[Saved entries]
==========

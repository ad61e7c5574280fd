// crates/iec61850-scl/src/resolver/header.rs

use crate::model;
use crate::types;

/// Maps a `model::Header` into a `types::Header`.
pub(super) fn resolve_header(model: &model::Header) -> types::Header {
    types::Header {
        id: model.id.clone(),
        version: model.version.clone(),
        revision: model.revision.clone(),
        tool_id: model.tool_id.clone(),
        name_structure: model.name_structure.clone(),
    }
}
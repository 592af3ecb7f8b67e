/*
 * Copyright (c) Meta Platforms, Inc. and affiliates.
 * All rights reserved.
 *
 * This source code is licensed under the BSD-style license found in the
 * LICENSE file in the root directory of this source tree.
 */

//! Property-based generators for [`Shape`]s and [`Layout`]s.
//!
//! These strategies are used in `proptest`-based tests to construct
//! randomized nested shapes and layouts with known properties
//! (compact, injective, power-of-two extents) for testing coordinate
//! mapping and the layout algebra.
//!
//! Example usage:
//!
//! ```ignore
//! use proptest::prelude::*;
//!
//! use crate::strategy::gen_compact_layout;
//!
//! proptest! {
//!     #[test]
//!     fn test_layout(layout in gen_compact_layout(3, 3, 4)) {
//!         prop_assert!(layout.is_compact());
//!     }
//! }
//! ```
//!
//! This module is only included in test builds (`#[cfg(test)]`).

use proptest::prelude::*;

use crate::Int;
use crate::Layout;
use crate::Shape;
use crate::Tuple;

/// Upper bound on the size of generated shapes, so that tests can
/// enumerate every coordinate.
const MAX_SIZE: i64 = 512;

/// Replace extents with 1 once the running product would exceed
/// [`MAX_SIZE`].
fn cap_size(shape: Shape) -> Shape {
    let mut size = 1;
    shape.map(|&e| {
        if size * e.value() > MAX_SIZE {
            Int::from(1)
        } else {
            size *= e.value();
            e
        }
    })
}

/// Generates a random nested [`Shape`] of at most `max_depth` levels,
/// with at most `max_rank` modes per node and extents in
/// `1..=max_extent`.
pub fn gen_shape(max_depth: u32, max_rank: usize, max_extent: i64) -> impl Strategy<Value = Shape> {
    let leaf = (1..=max_extent).prop_map(|e| Tuple::Leaf(Int::from(e)));
    leaf.prop_recursive(max_depth, 16, max_rank as u32, move |inner| {
        prop::collection::vec(inner, 1..=max_rank).prop_map(Tuple::Node)
    })
    .prop_map(cap_size)
}

/// Like [`gen_shape`], with every extent a power of two up to
/// `2^max_log`. Compositions of such layouts always satisfy the
/// stride divisibility condition.
pub fn gen_pow2_shape(max_depth: u32, max_rank: usize, max_log: u32) -> impl Strategy<Value = Shape> {
    let leaf = (0..=max_log).prop_map(|k| Tuple::Leaf(Int::from(1i64 << k)));
    leaf.prop_recursive(max_depth, 16, max_rank as u32, move |inner| {
        prop::collection::vec(inner, 1..=max_rank).prop_map(Tuple::Node)
    })
    .prop_map(cap_size)
}

/// Assigns compact strides to `shape`, leaves ordered by the
/// permutation `order` (a shuffled `0..n`).
fn ordered(shape: Shape, order: Vec<i64>) -> Layout {
    let order = Tuple::unflatten(&order, &shape).unwrap();
    Layout::ordered(shape, order).unwrap()
}

/// Generates a compact layout (a bijection onto `[0, size)`) over a
/// shape from [`gen_shape`], with the leaves' stride order shuffled.
pub fn gen_compact_layout(
    max_depth: u32,
    max_rank: usize,
    max_extent: i64,
) -> impl Strategy<Value = Layout> {
    gen_shape(max_depth, max_rank, max_extent).prop_flat_map(|shape| {
        let n = shape.leaves().count() as i64;
        (Just(shape), Just((0..n).collect::<Vec<_>>()).prop_shuffle())
            .prop_map(|(shape, order)| ordered(shape, order))
    })
}

/// Generates a compact layout whose extents are powers of two.
pub fn gen_pow2_layout(max_depth: u32, max_rank: usize, max_log: u32) -> impl Strategy<Value = Layout> {
    gen_pow2_shape(max_depth, max_rank, max_log).prop_flat_map(|shape| {
        let n = shape.leaves().count() as i64;
        (Just(shape), Just((0..n).collect::<Vec<_>>()).prop_shuffle())
            .prop_map(|(shape, order)| ordered(shape, order))
    })
}

/// Generates `count` compact layouts of the same size: each permutes
/// the extents of one power-of-two shape within its nesting and
/// shuffles the stride order. Any one of them can be composed with
/// any other.
pub fn gen_pow2_family(
    count: usize,
    max_depth: u32,
    max_rank: usize,
    max_log: u32,
) -> impl Strategy<Value = Vec<Layout>> {
    gen_pow2_shape(max_depth, max_rank, max_log).prop_flat_map(move |shape| {
        let extents: Vec<Int> = shape.leaves().copied().collect();
        let n = extents.len() as i64;
        let member = (
            Just(extents).prop_shuffle(),
            Just((0..n).collect::<Vec<_>>()).prop_shuffle(),
        )
            .prop_map(move |(extents, order)| {
                let shape = Tuple::unflatten(&extents, &shape).unwrap();
                ordered(shape, order)
            });
        prop::collection::vec(member, count)
    })
}

/// Generates an injective layout with gaps: a compact layout whose
/// strides are each scaled so that every leaf starts past the span
/// of the leaves ordered before it, padded by a factor of 1 or 2.
pub fn gen_injective_layout(
    max_depth: u32,
    max_rank: usize,
    max_extent: i64,
) -> impl Strategy<Value = Layout> {
    gen_shape(max_depth, max_rank, max_extent).prop_flat_map(|shape| {
        let n = shape.leaves().count();
        (
            Just(shape),
            Just((0..n).collect::<Vec<_>>()).prop_shuffle(),
            prop::collection::vec(1..=2i64, n),
        )
            .prop_map(move |(shape, order, pads)| {
                let extents: Vec<Int> = shape.leaves().copied().collect();
                let mut strides = vec![Int::from(0); n];
                let mut current = Int::from(1);
                for i in order {
                    current = current * pads[i];
                    strides[i] = current;
                    current = current * extents[i];
                }
                let stride = Tuple::unflatten(&strides, &shape).unwrap();
                Layout::new(shape, stride).unwrap()
            })
    })
}

/// Generates an arbitrary layout: nested shape, strides in
/// `-8..=8` (aliasing and gaps allowed).
pub fn gen_layout(max_depth: u32, max_rank: usize, max_extent: i64) -> impl Strategy<Value = Layout> {
    gen_shape(max_depth, max_rank, max_extent).prop_flat_map(|shape| {
        let n = shape.leaves().count();
        (Just(shape), prop::collection::vec(-8..=8i64, n)).prop_map(|(shape, strides)| {
            let strides: Vec<Int> = strides.into_iter().map(Int::from).collect();
            let stride = Tuple::unflatten(&strides, &shape).unwrap();
            Layout::new(shape, stride).unwrap()
        })
    })
}

#[cfg(test)]
mod tests {
    use super::*;

    proptest! {
        #[test]
        fn test_gen_shape(shape in gen_shape(3, 3, 4)) {
            prop_assert!(shape.depth() <= 3);
            prop_assert!(shape.leaves().all(|&e| e >= 1 && e <= 4));
        }

        #[test]
        fn test_gen_compact_layout(layout in gen_compact_layout(3, 3, 4)) {
            prop_assert!(layout.is_compact());
        }

        #[test]
        fn test_gen_injective_layout(layout in gen_injective_layout(2, 3, 4)) {
            prop_assert!(layout.is_injective());
            prop_assert!(layout.cosize() >= layout.size());
        }

        #[test]
        fn test_gen_pow2_layout(layout in gen_pow2_layout(2, 3, 2)) {
            prop_assert!(layout.is_compact());
            prop_assert!(layout.leaf_pairs().all(|(s, _)| (s.value() & (s.value() - 1)) == 0));
        }
    }
}
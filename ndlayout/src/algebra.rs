/*
 * Copyright (c) Meta Platforms, Inc. and affiliates.
 * All rights reserved.
 *
 * This source code is licensed under the BSD-style license found in the
 * LICENSE file in the root directory of this source tree.
 */

//! The algebraic core: flatten, coalesce, complement and composition.
//!
//! Every operation here is a pure function from layouts to a new
//! layout. Products and divisions ([`crate::product`],
//! [`crate::divide`]) are built entirely from these.
//!
//! # Coalesce
//!
//! Two adjacent leaf modes `(s0, d0)` and `(s1, d1)` can be merged
//! into `(s0 * s1, d0)` when `d1 == s0 * d0`, and a mode of extent 1
//! can be dropped, without changing the offset of any linear
//! coordinate. [`Layout::coalesce`] applies both rewrites to a fixed
//! point, but only where the decision involves static values alone;
//! runtime modes are left as they are.
//!
//! # Complement
//!
//! For an injective layout `L` and a cotarget `T`,
//! `complement(L, T)` is the compact-as-possible layout `C`, with
//! strides ordered increasingly, such that every offset in `[0, T)` is
//! `L(i) + C(j)` for exactly one pair `(i, j)` whenever `L` tiles its
//! own span.
//!
//! # Composition
//!
//! `(A ∘ B)(x) = A(B(x))`. The result has the shape of `B`, with leaf
//! modes of `B` split where they straddle a mode boundary of `A`.

use crate::divide::Tile;
use crate::divide::TileMode;
use crate::int::Int;
use crate::layout::Layout;
use crate::layout::LayoutError;
use crate::tuple::Tuple;

/// Which rewrites [`coalesce_pairs`] may perform on runtime values.
#[derive(Clone, Copy, PartialEq, Eq)]
enum Resolve {
    /// Only rewrite modes whose extents and strides are static.
    Static,
    /// Rewrite regardless of tags.
    All,
}

fn coalesce_pairs(pairs: impl Iterator<Item = (Int, Int)>, resolve: Resolve) -> Layout {
    let mut out: Vec<(Int, Int)> = Vec::new();
    for (s, d) in pairs {
        if s == 1 && (resolve == Resolve::All || s.is_static()) {
            continue;
        }
        match out.last_mut() {
            Some((ps, pd))
                if (resolve == Resolve::All || (ps.both_static(*pd) && d.is_static()))
                    && d == *ps * *pd =>
            {
                *ps = *ps * s;
            }
            _ => out.push((s, d)),
        }
    }
    Layout::from_pairs(out)
}

impl Layout {
    /// Un-nest every mode: one top-level mode per leaf, in order. Leaf
    /// layouts are returned unchanged.
    pub fn flatten(&self) -> Layout {
        Layout::from_parts(self.shape().flatten(), self.stride().flatten())
    }

    /// Merge contiguous modes and drop extent-1 modes.
    ///
    /// The result is flat (or a single leaf) and maps every linear
    /// coordinate to the same offset as `self`:
    ///
    /// ```
    /// # use ndlayout::Layout;
    /// let layout = Layout::new((2, (1, 6)), (1, (6, 2))).unwrap();
    /// assert_eq!(layout.coalesce(), Layout::new(12, 1).unwrap());
    /// ```
    pub fn coalesce(&self) -> Layout {
        coalesce_pairs(self.leaf_pairs(), Resolve::Static)
    }

    /// Coalesce ignoring the static/dynamic distinction; the algebra
    /// uses this internally when it needs the canonical form.
    pub(crate) fn coalesce_resolved(&self) -> Layout {
        coalesce_pairs(self.leaf_pairs(), Resolve::All)
    }

    /// Coalesce each top-level mode separately, keeping the rank.
    pub fn coalesce_by_mode(&self) -> Layout {
        match self.shape() {
            Tuple::Leaf(_) => self.coalesce(),
            Tuple::Node(_) => Layout::concat(self.modes().map(|m| m.coalesce())),
        }
    }

    /// Replace every broadcast (stride-0) leaf with `1:0`.
    pub fn filter_zeros(&self) -> Layout {
        let shape = self
            .shape()
            .leaves()
            .zip(self.stride().leaves())
            .map(|(&s, &d)| if d == 0 { Int::Static(1) } else { s })
            .collect::<Vec<_>>();
        match Tuple::unflatten(&shape, self.shape()) {
            Some(shape) => Layout::from_parts(shape, self.stride().clone()),
            None => self.clone(),
        }
    }

    /// The distinct offsets of `self` as a coalesced layout: broadcast
    /// modes removed, contiguous modes merged.
    pub fn filter(&self) -> Layout {
        self.filter_zeros().coalesce_resolved()
    }

    /// The layout of the offsets in `[0, cotarget)` that `self` leaves
    /// out.
    ///
    /// ```
    /// # use ndlayout::Layout;
    /// let layout = Layout::new(4, 2).unwrap();
    /// assert_eq!(
    ///     layout.complement(24).unwrap(),
    ///     Layout::new((2, 3), (1, 8)).unwrap()
    /// );
    /// ```
    ///
    /// Fails if `cosize(self) > cotarget`, if `self` is not injective,
    /// or if its strides do not nest (each stride, sorted, must be a
    /// multiple of the span covered by the smaller ones). All of these
    /// are decided from the leaves, without visiting any offsets.
    pub fn complement(&self, cotarget: impl Into<Int>) -> Result<Layout, LayoutError> {
        let cotarget = cotarget.into();
        let cosize = self.cosize();
        if cosize > cotarget {
            return Err(LayoutError::CotargetTooSmall {
                cosize: cosize.value(),
                cotarget: cotarget.value(),
            });
        }
        if self.size() == 0 {
            return Ok(Layout::from_pairs(vec![(cotarget, Int::Static(1))]));
        }
        let leaves = self.nested_leaves().inspect_err(|err| {
            tracing::debug!(layout = %self, %err, "complement rejected");
        })?;

        let mut result = Vec::with_capacity(leaves.len() + 1);
        let mut current = Int::Static(1);
        for leaf in leaves {
            result.push((leaf.stride / current, current));
            current = leaf.extent * leaf.stride;
        }
        result.push((cotarget.ceil_div(current), current));

        let complement = coalesce_pairs(result.into_iter(), Resolve::All);
        tracing::trace!(layout = %self, cotarget = %cotarget, result = %complement, "complement");
        Ok(complement)
    }

    /// The leaves of `self` of extent greater than one, sorted by
    /// absolute stride, provided each stride is a multiple of the span
    /// `extent * stride` of the leaf before it. Such a layout is
    /// injective, and its offsets are ordered colexicographically
    /// along the sorted leaves.
    ///
    /// Fails with [`LayoutError::Aliasing`] on a broadcast leaf or a
    /// stride that repeats an offset of the smaller leaves, and with
    /// [`LayoutError::NotComplementable`] on any other stride that
    /// does not nest.
    pub(crate) fn nested_leaves(&self) -> Result<Vec<NestedLeaf>, LayoutError> {
        let mut leaves = Vec::new();
        for (index, (extent, stride)) in self.leaf_pairs().enumerate() {
            if extent <= 1 {
                continue;
            }
            if stride == 0 {
                return Err(LayoutError::Aliasing {
                    layout: self.clone(),
                });
            }
            leaves.push(NestedLeaf {
                index,
                extent,
                stride: stride.abs(),
                reversed: stride < 0,
            });
        }
        leaves.sort_by_key(|leaf| leaf.stride);

        let mut current = Int::Static(1);
        for (k, leaf) in leaves.iter().enumerate() {
            if leaf.stride % current != 0 {
                if reaches(&leaves[..k], leaf.stride.value()) {
                    return Err(LayoutError::Aliasing {
                        layout: self.clone(),
                    });
                }
                return Err(LayoutError::NotComplementable {
                    layout: self.clone(),
                    stride: leaf.stride.value(),
                    span: current.value(),
                });
            }
            current = leaf.extent * leaf.stride;
        }
        Ok(leaves)
    }

    /// Functional composition: `self.compose(rhs)` maps `x` to
    /// `self(rhs(x))`.
    ///
    /// ```
    /// # use ndlayout::Layout;
    /// let a = Layout::new((6, 2), (8, 2)).unwrap();
    /// let b = Layout::new((4, 3), (3, 1)).unwrap();
    /// assert_eq!(
    ///     a.compose(&b).unwrap(),
    ///     Layout::new(((2, 2), 3), ((24, 2), 8)).unwrap()
    /// );
    /// ```
    ///
    /// Requires every offset of `rhs` to lie in `[0, size(self))`, and
    /// the modes of `rhs` to stay within the modes of `self`: once
    /// `self` is coalesced, the largest offsets the `rhs` modes reach
    /// inside any mode but the last must not sum past its extent.
    /// Otherwise the result would not be `self(rhs(x))` and composition
    /// fails with [`LayoutError::CompositionCarry`].
    pub fn compose(&self, rhs: &Layout) -> Result<Layout, LayoutError> {
        let (min_offset, cosize, size) = (rhs.min_offset(), rhs.cosize(), self.size());
        if min_offset < 0 || cosize > size {
            tracing::debug!(lhs = %self, rhs = %rhs, "composition out of domain");
            return Err(LayoutError::CompositionOutOfDomain {
                min_offset,
                cosize: cosize.value(),
                size: size.value(),
            });
        }
        let lhs: Vec<(Int, Int)> = self.coalesce_resolved().leaf_pairs().collect();
        let mut reach = vec![0i64; lhs.len()];
        let result = compose_modes(&lhs, rhs, &mut reach)?;
        let carry = lhs
            .iter()
            .zip(&reach)
            .take(lhs.len().saturating_sub(1))
            .position(|(&(s, _), &r)| r >= s.value());
        if let Some(mode) = carry {
            tracing::debug!(lhs = %self, rhs = %rhs, mode, "composition carries across modes");
            return Err(LayoutError::CompositionCarry {
                lhs: self.clone(),
                rhs: rhs.clone(),
                mode,
            });
        }
        tracing::trace!(lhs = %self, rhs = %rhs, result = %result, "composition");
        Ok(result)
    }

    /// Compose each top-level mode of `self` with the matching entry of
    /// `tile`. Modes past the end of `tile`, and `All` entries, are left
    /// unchanged.
    pub fn compose_tile(&self, tile: &Tile) -> Result<Layout, LayoutError> {
        if tile.len() > self.rank() {
            return Err(LayoutError::RankMismatch {
                expected: self.rank(),
                got: tile.len(),
            });
        }
        let modes = self
            .modes()
            .enumerate()
            .map(|(i, mode)| match tile.get(i) {
                None | Some(TileMode::All) => Ok(mode),
                Some(entry) => mode.compose(&entry.to_layout(&mode)),
            })
            .collect::<Result<Vec<_>, _>>()?;
        match self.shape() {
            Tuple::Leaf(_) => Ok(modes.into_iter().next().unwrap_or_else(Layout::unit)),
            Tuple::Node(_) => Ok(Layout::concat(modes)),
        }
    }
}

/// A leaf of a layout whose strides nest; see [`Layout::nested_leaves`].
#[derive(Clone, Copy, Debug)]
pub(crate) struct NestedLeaf {
    /// Position among the leaves of the layout.
    pub(crate) index: usize,
    pub(crate) extent: Int,
    /// Absolute value of the leaf's stride.
    pub(crate) stride: Int,
    /// Whether the stride is negative.
    pub(crate) reversed: bool,
}

/// Whether `offset` is `Σ coord * stride` for some coordinate of the
/// nested `leaves`. Each coordinate is forced: larger strides exceed
/// everything the smaller leaves can add.
fn reaches(leaves: &[NestedLeaf], offset: i64) -> bool {
    let mut rest = offset;
    for leaf in leaves.iter().rev() {
        let coord = rest / leaf.stride.value();
        if coord >= leaf.extent.value() {
            return false;
        }
        rest -= coord * leaf.stride.value();
    }
    rest == 0
}

/// Compose the flat, coalesced `lhs` with every mode of `rhs`,
/// preserving `rhs`'s structure. `reach[j]` accumulates the largest
/// index each `rhs` mode reaches inside mode `j` of `lhs`.
fn compose_modes(
    lhs: &[(Int, Int)],
    rhs: &Layout,
    reach: &mut [i64],
) -> Result<Layout, LayoutError> {
    match (rhs.shape(), rhs.stride()) {
        (Tuple::Leaf(s), Tuple::Leaf(d)) => compose_leaf(lhs, *s, *d, reach),
        _ => {
            let modes = rhs
                .modes()
                .map(|m| compose_modes(lhs, &m, reach))
                .collect::<Result<Vec<_>, _>>()?;
            Ok(Layout::concat(modes))
        }
    }
}

/// Compose the flat `lhs` with the single mode `s:d`.
///
/// Walks the modes of `lhs` left to right, consuming the stride `d`
/// (how many `lhs` elements each step of the rhs skips) and then the
/// extent `s` (how many steps remain) from each mode in turn. Each
/// piece taken from mode `j` steps through it `new_shape` times at
/// `rest_stride`, so reaches `(new_shape - 1) * rest_stride`.
fn compose_leaf(
    lhs: &[(Int, Int)],
    s: Int,
    d: Int,
    reach: &mut [i64],
) -> Result<Layout, LayoutError> {
    if d == 0 {
        return Ok(Layout::from_pairs(vec![(s, d)]));
    }
    let Some((&(_, last_stride), init)) = lhs.split_last() else {
        return Ok(Layout::from_pairs(vec![(s, d)]));
    };
    if init.is_empty() {
        return Ok(Layout::from_pairs(vec![(s, d * last_stride)]));
    }

    let divide = |a: Int, b: Int| {
        a.shape_div(b).ok_or(LayoutError::StrideDivisibility {
            shape: a.value(),
            stride: b.value(),
        })
    };

    let mut out = Vec::new();
    let (mut rest_shape, mut rest_stride) = (s, d);
    for (j, &(curr_shape, curr_stride)) in init.iter().enumerate() {
        let next_shape = divide(curr_shape, rest_stride.abs())?;
        let next_stride = divide(rest_stride.abs(), curr_shape)? * rest_stride.signum();
        if next_shape == 1 || rest_shape == 1 {
            rest_stride = next_stride;
            continue;
        }
        let new_shape = next_shape.min(rest_shape);
        out.push((new_shape, rest_stride * curr_stride));
        reach[j] += (new_shape.value() - 1) * rest_stride.value().abs();
        rest_shape = divide(rest_shape, new_shape)?;
        rest_stride = next_stride;
    }
    if rest_shape != 1 || out.is_empty() {
        out.push((rest_shape, rest_stride * last_stride));
    }
    Ok(Layout::from_pairs(out))
}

==========

Your goal
Nothing but the lines from the beginning of the records through the line with "use crate::Tuple;" should appear, each printed exactly.

Output of the exercise
repository ad61e7c5574280fd
// crates/iec61850-scl/src/resolver/header.rs

use crate::model;
use crate::types;

/// Maps a `model::Header` into a `types::Header`.
pub(super) fn resolve_header(model: &model::Header) -> types::Header {
    types::Header {
        id: model.id.clone(),
        version: model.version.clone(),
        revision: model.revision.clone(),
        tool_id: model.tool_id.clone(),
        name_structure: model.name_structure.clone(),
    }
}
repository 592af3ecb7f8b67e
/*
 * Copyright (c) Meta Platforms, Inc. and affiliates.
 * All rights reserved.
 *
 * This source code is licensed under the BSD-style license found in the
 * LICENSE file in the root directory of this source tree.
 */

//! Property-based generators for [`Shape`]s and [`Layout`]s.
//!
//! These strategies are used in `proptest`-based tests to construct
//! randomized nested shapes and layouts with known properties
//! (compact, injective, power-of-two extents) for testing coordinate
//! mapping and the layout algebra.
//!
//! Example usage:
//!
//! ```ignore
//! use proptest::prelude::*;
//!
//! use crate::strategy::gen_compact_layout;
//!
//! proptest! {
//!     #[test]
//!     fn test_layout(layout in gen_compact_layout(3, 3, 4)) {
//!         prop_assert!(layout.is_compact());
//!     }
//! }
//! ```
//!
//! This module is only included in test builds (`#[cfg(test)]`).

use proptest::prelude::*;

use crate::Int;
use crate::Layout;
use crate::Shape;
use crate::Tuple;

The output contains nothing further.